TO DO:
Print all the records exactly, please.

◆ ◆ ◆

use hough_lines::config::hough;
use hough_lines::image::io::{
    load_grayscale_image, save_accumulator_png, save_line_overlay_png, write_json_file,
};
use hough_lines::HoughDetector;
use log::info;
use std::env;
use std::path::Path;

fn main() {
    env_logger::init();
    if let Err(err) = run() {
        eprintln!("Error: {err}");
        std::process::exit(1);
    }
}

fn run() -> Result<(), String> {
    let config_path = env::args().nth(1).ok_or_else(usage)?;
    let config = hough::load_config(Path::new(&config_path))?;

    let gray = load_grayscale_image(&config.input)?;
    let view = gray.as_view();
    let points = view.edge_points(config.edge.on_value);
    info!(
        "Loaded {} ({}x{}), {} edge pixels with value {}",
        config.input.display(),
        gray.width(),
        gray.height(),
        points.len(),
        config.edge.on_value
    );

    let detector = HoughDetector::new(config.hough.clone());
    let (report, acc) = detector
        .detect_with_accumulator(view.size(), &points)
        .map_err(|e| format!("Detection failed: {e}"))?;

    write_json_file(&config.output.lines_json, &report)?;
    println!(
        "Saved {} lines ({} anomalies) to {}",
        report.lines.len(),
        report.anomalies.len(),
        config.output.lines_json.display()
    );

    if let Some(path) = &config.output.accumulator_image {
        save_accumulator_png(&acc, path)?;
        println!("Saved accumulator image to {}", path.display());
    }

    if let Some(path) = &config.output.overlay_image {
        save_line_overlay_png(&view, &report.lines, path)?;
        println!("Saved line overlay to {}", path.display());
    }

    Ok(())
}

fn usage() -> String {
    "Usage: hough_detect <config.json>".to_string()
}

◆ ◆ ◆

REPLY:
use hough_lines::config::hough;
use hough_lines::image::io::{
    load_grayscale_image, save_accumulator_png, save_line_overlay_png, write_json_file,
};
use hough_lines::HoughDetector;
use log::info;
use std::env;
use std::path::Path;

fn main() {
    env_logger::init();
    if let Err(err) = run() {
        eprintln!("Error: {err}");
        std::process::exit(1);
    }
}

fn run() -> Result<(), String> {
    let config_path = env::args().nth(1).ok_or_else(usage)?;
    let config = hough::load_config(Path::new(&config_path))?;

    let gray = load_grayscale_image(&config.input)?;
    let view = gray.as_view();
    let points = view.edge_points(config.edge.on_value);
    info!(
        "Loaded {} ({}x{}), {} edge pixels with value {}",
        config.input.display(),
        gray.width(),
        gray.height(),
        points.len(),
        config.edge.on_value
    );

    let detector = HoughDetector::new(config.hough.clone());
    let (report, acc) = detector
        .detect_with_accumulator(view.size(), &points)
        .map_err(|e| format!("Detection failed: {e}"))?;

    write_json_file(&config.output.lines_json, &report)?;
    println!(
        "Saved {} lines ({} anomalies) to {}",
        report.lines.len(),
        report.anomalies.len(),
        config.output.lines_json.display()
    );

    if let Some(path) = &config.output.accumulator_image {
        save_accumulator_png(&acc, path)?;
        println!("Saved accumulator image to {}", path.display());
    }

    if let Some(path) = &config.output.overlay_image {
        save_line_overlay_png(&view, &report.lines, path)?;
        println!("Saved line overlay to {}", path.display());
    }

    Ok(())
}

fn usage() -> String {
    "Usage: hough_detect <config.json>".to_string()
}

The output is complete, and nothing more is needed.